• Collected data entries
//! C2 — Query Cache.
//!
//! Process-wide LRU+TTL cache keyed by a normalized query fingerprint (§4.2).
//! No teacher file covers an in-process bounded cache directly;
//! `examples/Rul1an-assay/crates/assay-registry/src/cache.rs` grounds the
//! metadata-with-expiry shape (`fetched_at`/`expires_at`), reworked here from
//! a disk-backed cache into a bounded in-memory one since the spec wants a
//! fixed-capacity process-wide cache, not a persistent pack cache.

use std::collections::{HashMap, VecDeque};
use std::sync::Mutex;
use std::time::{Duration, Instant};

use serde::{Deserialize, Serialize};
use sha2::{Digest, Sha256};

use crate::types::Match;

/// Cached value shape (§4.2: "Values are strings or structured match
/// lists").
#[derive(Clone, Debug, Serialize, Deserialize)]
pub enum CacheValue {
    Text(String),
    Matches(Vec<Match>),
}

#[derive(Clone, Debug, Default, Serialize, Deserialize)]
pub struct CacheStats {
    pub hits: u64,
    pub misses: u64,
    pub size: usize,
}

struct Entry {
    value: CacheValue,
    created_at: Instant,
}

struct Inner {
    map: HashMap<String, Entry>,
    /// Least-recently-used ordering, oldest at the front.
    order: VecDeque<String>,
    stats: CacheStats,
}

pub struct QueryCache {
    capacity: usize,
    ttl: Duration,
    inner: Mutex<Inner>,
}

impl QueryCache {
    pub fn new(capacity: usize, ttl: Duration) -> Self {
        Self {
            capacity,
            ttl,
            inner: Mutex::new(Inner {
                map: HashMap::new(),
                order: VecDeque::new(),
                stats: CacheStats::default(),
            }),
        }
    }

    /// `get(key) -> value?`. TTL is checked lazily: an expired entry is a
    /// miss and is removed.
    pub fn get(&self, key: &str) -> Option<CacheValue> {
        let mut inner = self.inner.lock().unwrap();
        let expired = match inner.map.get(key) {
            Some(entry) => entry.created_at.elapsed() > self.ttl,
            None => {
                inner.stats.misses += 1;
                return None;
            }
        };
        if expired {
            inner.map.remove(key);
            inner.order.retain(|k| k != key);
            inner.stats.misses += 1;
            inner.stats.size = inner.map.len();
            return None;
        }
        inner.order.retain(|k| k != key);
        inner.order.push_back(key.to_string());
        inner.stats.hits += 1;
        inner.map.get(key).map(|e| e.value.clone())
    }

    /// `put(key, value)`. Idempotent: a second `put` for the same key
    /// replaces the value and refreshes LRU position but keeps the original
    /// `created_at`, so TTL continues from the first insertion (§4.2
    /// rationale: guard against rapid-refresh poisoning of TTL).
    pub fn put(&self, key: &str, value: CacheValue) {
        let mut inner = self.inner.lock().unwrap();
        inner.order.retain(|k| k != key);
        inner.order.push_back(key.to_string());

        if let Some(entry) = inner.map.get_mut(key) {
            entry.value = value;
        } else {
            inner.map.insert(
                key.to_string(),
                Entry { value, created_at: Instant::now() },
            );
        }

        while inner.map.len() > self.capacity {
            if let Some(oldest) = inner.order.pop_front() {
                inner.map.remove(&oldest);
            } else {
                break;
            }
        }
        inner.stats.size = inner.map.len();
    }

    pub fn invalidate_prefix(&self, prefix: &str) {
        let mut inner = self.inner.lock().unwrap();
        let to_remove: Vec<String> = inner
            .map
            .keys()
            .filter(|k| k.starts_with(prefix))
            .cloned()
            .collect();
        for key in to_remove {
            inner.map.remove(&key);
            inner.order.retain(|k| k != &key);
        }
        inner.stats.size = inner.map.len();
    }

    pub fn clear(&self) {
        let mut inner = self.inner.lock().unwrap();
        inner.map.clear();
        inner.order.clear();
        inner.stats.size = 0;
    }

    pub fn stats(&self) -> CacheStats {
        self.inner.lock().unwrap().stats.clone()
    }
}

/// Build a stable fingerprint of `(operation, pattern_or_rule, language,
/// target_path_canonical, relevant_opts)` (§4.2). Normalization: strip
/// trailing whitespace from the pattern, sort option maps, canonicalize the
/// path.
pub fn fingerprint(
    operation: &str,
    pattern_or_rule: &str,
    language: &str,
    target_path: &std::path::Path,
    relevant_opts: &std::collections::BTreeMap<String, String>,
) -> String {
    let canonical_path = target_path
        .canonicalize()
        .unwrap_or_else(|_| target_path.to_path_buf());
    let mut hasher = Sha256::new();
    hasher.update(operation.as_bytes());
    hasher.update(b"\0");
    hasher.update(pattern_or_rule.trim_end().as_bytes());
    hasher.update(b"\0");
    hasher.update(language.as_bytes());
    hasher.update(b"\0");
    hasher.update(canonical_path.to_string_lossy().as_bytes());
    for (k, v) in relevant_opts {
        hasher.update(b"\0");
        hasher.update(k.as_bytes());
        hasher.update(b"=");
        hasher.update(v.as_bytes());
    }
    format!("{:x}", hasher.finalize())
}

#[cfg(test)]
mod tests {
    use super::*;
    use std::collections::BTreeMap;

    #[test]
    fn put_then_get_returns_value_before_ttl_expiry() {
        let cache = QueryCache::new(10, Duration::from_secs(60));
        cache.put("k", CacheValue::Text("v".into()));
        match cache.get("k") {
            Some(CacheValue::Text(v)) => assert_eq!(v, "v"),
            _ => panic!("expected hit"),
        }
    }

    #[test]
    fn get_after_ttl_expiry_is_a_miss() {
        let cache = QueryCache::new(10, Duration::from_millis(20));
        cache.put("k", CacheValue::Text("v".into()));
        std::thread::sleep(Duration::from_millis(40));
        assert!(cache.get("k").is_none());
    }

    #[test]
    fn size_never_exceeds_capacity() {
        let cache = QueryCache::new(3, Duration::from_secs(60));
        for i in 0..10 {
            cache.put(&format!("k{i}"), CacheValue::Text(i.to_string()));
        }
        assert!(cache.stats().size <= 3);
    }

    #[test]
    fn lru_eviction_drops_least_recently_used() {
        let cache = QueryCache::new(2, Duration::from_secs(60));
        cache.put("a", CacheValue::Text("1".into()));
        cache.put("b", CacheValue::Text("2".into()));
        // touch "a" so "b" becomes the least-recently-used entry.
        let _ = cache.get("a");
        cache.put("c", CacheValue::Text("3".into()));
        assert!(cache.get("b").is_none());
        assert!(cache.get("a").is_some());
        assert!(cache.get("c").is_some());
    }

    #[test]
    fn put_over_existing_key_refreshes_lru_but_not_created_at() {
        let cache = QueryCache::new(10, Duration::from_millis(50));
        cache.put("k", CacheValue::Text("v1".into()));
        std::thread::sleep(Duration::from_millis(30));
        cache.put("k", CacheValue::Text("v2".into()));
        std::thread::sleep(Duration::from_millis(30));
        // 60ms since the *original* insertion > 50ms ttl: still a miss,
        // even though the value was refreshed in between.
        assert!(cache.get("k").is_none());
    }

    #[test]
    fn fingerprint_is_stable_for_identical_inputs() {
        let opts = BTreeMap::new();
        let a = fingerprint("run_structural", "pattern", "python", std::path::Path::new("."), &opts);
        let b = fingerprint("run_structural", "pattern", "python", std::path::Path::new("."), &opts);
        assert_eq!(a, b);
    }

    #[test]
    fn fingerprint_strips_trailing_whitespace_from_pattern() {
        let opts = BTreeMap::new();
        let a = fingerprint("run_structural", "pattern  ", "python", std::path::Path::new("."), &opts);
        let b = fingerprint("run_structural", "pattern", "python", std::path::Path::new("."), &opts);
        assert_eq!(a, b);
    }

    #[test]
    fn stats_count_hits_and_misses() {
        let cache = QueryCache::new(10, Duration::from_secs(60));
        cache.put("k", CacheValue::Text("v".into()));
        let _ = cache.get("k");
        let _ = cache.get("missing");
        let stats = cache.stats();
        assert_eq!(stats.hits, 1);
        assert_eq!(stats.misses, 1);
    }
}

• What this task involves
Each entry shown above should be transcribed exactly as written.

• Written response
//! C2 — Query Cache.
//!
//! Process-wide LRU+TTL cache keyed by a normalized query fingerprint (§4.2).
//! No teacher file covers an in-process bounded cache directly;
//! `examples/Rul1an-assay/crates/assay-registry/src/cache.rs` grounds the
//! metadata-with-expiry shape (`fetched_at`/`expires_at`), reworked here from
//! a disk-backed cache into a bounded in-memory one since the spec wants a
//! fixed-capacity process-wide cache, not a persistent pack cache.

use std::collections::{HashMap, VecDeque};
use std::sync::Mutex;
use std::time::{Duration, Instant};

use serde::{Deserialize, Serialize};
use sha2::{Digest, Sha256};

use crate::types::Match;

/// Cached value shape (§4.2: "Values are strings or structured match
/// lists").
#[derive(Clone, Debug, Serialize, Deserialize)]
pub enum CacheValue {
    Text(String),
    Matches(Vec<Match>),
}

#[derive(Clone, Debug, Default, Serialize, Deserialize)]
pub struct CacheStats {
    pub hits: u64,
    pub misses: u64,
    pub size: usize,
}

struct Entry {
    value: CacheValue,
    created_at: Instant,
}

struct Inner {
    map: HashMap<String, Entry>,
    /// Least-recently-used ordering, oldest at the front.
    order: VecDeque<String>,
    stats: CacheStats,
}

pub struct QueryCache {
    capacity: usize,
    ttl: Duration,
    inner: Mutex<Inner>,
}

impl QueryCache {
    pub fn new(capacity: usize, ttl: Duration) -> Self {
        Self {
            capacity,
            ttl,
            inner: Mutex::new(Inner {
                map: HashMap::new(),
                order: VecDeque::new(),
                stats: CacheStats::default(),
            }),
        }
    }

    /// `get(key) -> value?`. TTL is checked lazily: an expired entry is a
    /// miss and is removed.
    pub fn get(&self, key: &str) -> Option<CacheValue> {
        let mut inner = self.inner.lock().unwrap();
        let expired = match inner.map.get(key) {
            Some(entry) => entry.created_at.elapsed() > self.ttl,
            None => {
                inner.stats.misses += 1;
                return None;
            }
        };
        if expired {
            inner.map.remove(key);
            inner.order.retain(|k| k != key);
            inner.stats.misses += 1;
            inner.stats.size = inner.map.len();
            return None;
        }
        inner.order.retain(|k| k != key);
        inner.order.push_back(key.to_string());
        inner.stats.hits += 1;
        inner.map.get(key).map(|e| e.value.clone())
    }

    /// `put(key, value)`. Idempotent: a second `put` for the same key
    /// replaces the value and refreshes LRU position but keeps the original
    /// `created_at`, so TTL continues from the first insertion (§4.2
    /// rationale: guard against rapid-refresh poisoning of TTL).
    pub fn put(&self, key: &str, value: CacheValue) {
        let mut inner = self.inner.lock().unwrap();
        inner.order.retain(|k| k != key);
        inner.order.push_back(key.to_string());

        if let Some(entry) = inner.map.get_mut(key) {
            entry.value = value;
        } else {
            inner.map.insert(
                key.to_string(),
                Entry { value, created_at: Instant::now() },
            );
        }

        while inner.map.len() > self.capacity {
            if let Some(oldest) = inner.order.pop_front() {
                inner.map.remove(&oldest);
            } else {
                break;
            }
        }
        inner.stats.size = inner.map.len();
    }

    pub fn invalidate_prefix(&self, prefix: &str) {
        let mut inner = self.inner.lock().unwrap();
        let to_remove: Vec<String> = inner
            .map
            .keys()
            .filter(|k| k.starts_with(prefix))
            .cloned()
            .collect();
        for key in to_remove {
            inner.map.remove(&key);
            inner.order.retain(|k| k != &key);
        }
        inner.stats.size = inner.map.len();
    }

    pub fn clear(&self) {
        let mut inner = self.inner.lock().unwrap();
        inner.map.clear();
        inner.order.clear();
        inner.stats.size = 0;
    }

    pub fn stats(&self) -> CacheStats {
        self.inner.lock().unwrap().stats.clone()
    }
}

/// Build a stable fingerprint of `(operation, pattern_or_rule, language,
/// target_path_canonical, relevant_opts)` (§4.2). Normalization: strip
/// trailing whitespace from the pattern, sort option maps, canonicalize the
/// path.
pub fn fingerprint(
    operation: &str,
    pattern_or_rule: &str,
    language: &str,
    target_path: &std::path::Path,
    relevant_opts: &std::collections::BTreeMap<String, String>,
) -> String {
    let canonical_path = target_path
        .canonicalize()
        .unwrap_or_else(|_| target_path.to_path_buf());
    let mut hasher = Sha256::new();
    hasher.update(operation.as_bytes());
    hasher.update(b"\0");
    hasher.update(pattern_or_rule.trim_end().as_bytes());
    hasher.update(b"\0");
    hasher.update(language.as_bytes());
    hasher.update(b"\0");
    hasher.update(canonical_path.to_string_lossy().as_bytes());
    for (k, v) in relevant_opts {
        hasher.update(b"\0");
        hasher.update(k.as_bytes());
        hasher.update(b"=");
        hasher.update(v.as_bytes());
    }
    format!("{:x}", hasher.finalize())
}

#[cfg(test)]
mod tests {
    use super::*;
    use std::collections::BTreeMap;

    #[test]
    fn put_then_get_returns_value_before_ttl_expiry() {
        let cache = QueryCache::new(10, Duration::from_secs(60));
        cache.put("k", CacheValue::Text("v".into()));
        match cache.get("k") {
            Some(CacheValue::Text(v)) => assert_eq!(v, "v"),
            _ => panic!("expected hit"),
        }
    }

    #[test]
    fn get_after_ttl_expiry_is_a_miss() {
        let cache = QueryCache::new(10, Duration::from_millis(20));
        cache.put("k", CacheValue::Text("v".into()));
        std::thread::sleep(Duration::from_millis(40));
        assert!(cache.get("k").is_none());
    }

    #[test]
    fn size_never_exceeds_capacity() {
        let cache = QueryCache::new(3, Duration::from_secs(60));
        for i in 0..10 {
            cache.put(&format!("k{i}"), CacheValue::Text(i.to_string()));
        }
        assert!(cache.stats().size <= 3);
    }

    #[test]
    fn lru_eviction_drops_least_recently_used() {
        let cache = QueryCache::new(2, Duration::from_secs(60));
        cache.put("a", CacheValue::Text("1".into()));
        cache.put("b", CacheValue::Text("2".into()));
        // touch "a" so "b" becomes the least-recently-used entry.
        let _ = cache.get("a");
        cache.put("c", CacheValue::Text("3".into()));
        assert!(cache.get("b").is_none());
        assert!(cache.get("a").is_some());
        assert!(cache.get("c").is_some());
    }

    #[test]
    fn put_over_existing_key_refreshes_lru_but_not_created_at() {
        let cache = QueryCache::new(10, Duration::from_millis(50));
        cache.put("k", CacheValue::Text("v1".into()));
        std::thread::sleep(Duration::from_millis(30));
        cache.put("k", CacheValue::Text("v2".into()));
        std::thread::sleep(Duration::from_millis(30));
        // 60ms since the *original* insertion > 50ms ttl: still a miss,
        // even though the value was refreshed in between.
        assert!(cache.get("k").is_none());
    }

    #[test]
    fn fingerprint_is_stable_for_identical_inputs() {
        let opts = BTreeMap::new();
        let a = fingerprint("run_structural", "pattern", "python", std::path::Path::new("."), &opts);
        let b = fingerprint("run_structural", "pattern", "python", std::path::Path::new("."), &opts);
        assert_eq!(a, b);
    }

    #[test]
    fn fingerprint_strips_trailing_whitespace_from_pattern() {
        let opts = BTreeMap::new();
        let a = fingerprint("run_structural", "pattern  ", "python", std::path::Path::new("."), &opts);
        let b = fingerprint("run_structural", "pattern", "python", std::path::Path::new("."), &opts);
        assert_eq!(a, b);
    }

    #[test]
    fn stats_count_hits_and_misses() {
        let cache = QueryCache::new(10, Duration::from_secs(60));
        cache.put("k", CacheValue::Text("v".into()));
        let _ = cache.get("k");
        let _ = cache.get("missing");
        let stats = cache.stats();
        assert_eq!(stats.hits, 1);
        assert_eq!(stats.misses, 1);
    }
}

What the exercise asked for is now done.